まだ7月に入ったばかりでこんなに暑いのでは、クーラー代がかかるのもそう遠くない。
小夏は目を半開きで、目上に手をかざして歩いた。
「…あちぃな。」
氷室は、シャツのボタンを胸元が少し見えるくらいまで外し、手で顔に風を送っている。
小夏は微妙に顔を反らし、熱い顔に更に体温を増した。
「…まだ夏前なのにねぇ。」
「な、こりゃ今からでも夏休みにしてくれそうじゃね?」
「ないない、生徒指導はガク先生だよ。」
氷室は大声で笑った後、暑さでだんだん体力を無くし、溜め息をついた。
「あ゙ー…小夏、お前ん家寄らせて、ジュース飲みてぇ。
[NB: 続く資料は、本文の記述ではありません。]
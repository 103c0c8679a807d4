//! Dynamic EPSI threshold filter
//!
//! The threshold is operator-adjustable per view, so the filter is applied
//! fresh on every request against the unmodified decoded series; the stored
//! data is never mutated.

/// Zero every sample strictly below `threshold`; samples at or above it
/// pass through unchanged, which makes the filter idempotent.
pub fn apply_threshold(series: &[f32], threshold: f32) -> Vec<f32> {
    series
        .iter()
        .map(|&v| if v < threshold { 0.0 } else { v })
        .collect()
}
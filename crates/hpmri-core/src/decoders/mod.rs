//! Acquisition file decoders
//!
//! DICOM for image slices, CSV for EPSI spectral series. Dispatch is by
//! file extension; the per-magnet file-naming conventions live in the
//! magnet adapters, not here.

mod dicom;
mod epsi;


use std::path::Path;

use crate::error::{ProcessingError, Result};

/// Decoded acquisition slice
#[derive(Debug, Clone)]
pub struct SliceImage {
    /// Image width in pixels
    pub width: u32,

    /// Image height in pixels
    pub height: u32,

    /// Row-major raw intensities, exactly as stored by the scanner
    pub data: Vec<f32>,
}

/// Decode an image slice from a file path. Dispatch by extension.
pub fn decode_slice<P: AsRef<Path>>(path: P) -> Result<SliceImage> {
    let path = path.as_ref();
    match extension_of(path)?.as_str() {
        "dcm" | "dicom" => dicom::decode_dicom(path),
        other => Err(ProcessingError::Decode {
            path: path.to_path_buf(),
            detail: format!("unsupported acquisition format: {}", other),
        }),
    }
}

/// Decode a spectral series from a file path. Dispatch by extension.
pub fn decode_spectrum<P: AsRef<Path>>(path: P) -> Result<Vec<f32>> {
    let path = path.as_ref();
    match extension_of(path)?.as_str() {
        "csv" => epsi::decode_csv(path),
        other => Err(ProcessingError::Decode {
            path: path.to_path_buf(),
            detail: format!("unsupported spectral format: {}", other),
        }),
    }
}

fn extension_of(path: &Path) -> Result<String> {
    path.extension()
        .and_then(|e| e.to_str())
        .map(|e| e.to_lowercase())
        .ok_or_else(|| ProcessingError::Decode {
            path: path.to_path_buf(),
            detail: "no file extension".to_string(),
        })
}
//! Raw acquisition upload pass-through
//!
//! Stores uploaded acquisition files under the configured upload directory.
//! This is a collaborator convenience, not core processing: the file is
//! written as-is and becomes visible to the magnet adapters only if it lands
//! in a store root with a matching naming convention.

use std::fs;
use std::path::{Component, Path, PathBuf};

use crate::config::AcquisitionConfig;
use crate::error::{ProcessingError, Result};

/// Store an uploaded acquisition file under the upload directory.
///
/// The target name is reduced to its final path component so a client
/// cannot write outside the upload root.
pub fn store_acquisition(
    config: &AcquisitionConfig,
    name: &str,
    contents: &[u8],
) -> Result<PathBuf> {
    let filename = sanitize_name(name).ok_or_else(|| ProcessingError::Io {
        path: config.upload_dir.clone(),
        source: std::io::Error::new(
            std::io::ErrorKind::InvalidInput,
            format!("unusable upload name: {:?}", name),
        ),
    })?;

    fs::create_dir_all(&config.upload_dir).map_err(|e| ProcessingError::Io {
        path: config.upload_dir.clone(),
        source: e,
    })?;

    let path = config.upload_dir.join(filename);
    fs::write(&path, contents).map_err(|e| ProcessingError::Io {
        path: path.clone(),
        source: e,
    })?;

    log::info!("stored acquisition file {}", path.display());
    Ok(path)
}

/// Final normal path component of `name`, or None when nothing usable
/// remains (empty names, bare separators, `..`).
fn sanitize_name(name: &str) -> Option<String> {
    Path::new(name)
        .components()
        .filter_map(|component| match component {
            Component::Normal(part) => part.to_str(),
            _ => None,
        })
        .next_back()
        .map(|s| s.to_string())
}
」
氷室は胸元をパタパタさせて言ったが、その言葉は小夏の顔を真っ赤にさせていた。
「ダっダメだよ!そんなの自分家にだってあるでしょ!?」
「は?何で、家に入るくらいいーじゃんよ。」
小夏は真っ青になって悩んだ。
幼馴染みとはいえ、健全な男子を簡単にホイホイ家の中を通していいのだろうか。
氷室はそんな事はしないと分かっているつもりなのだが…。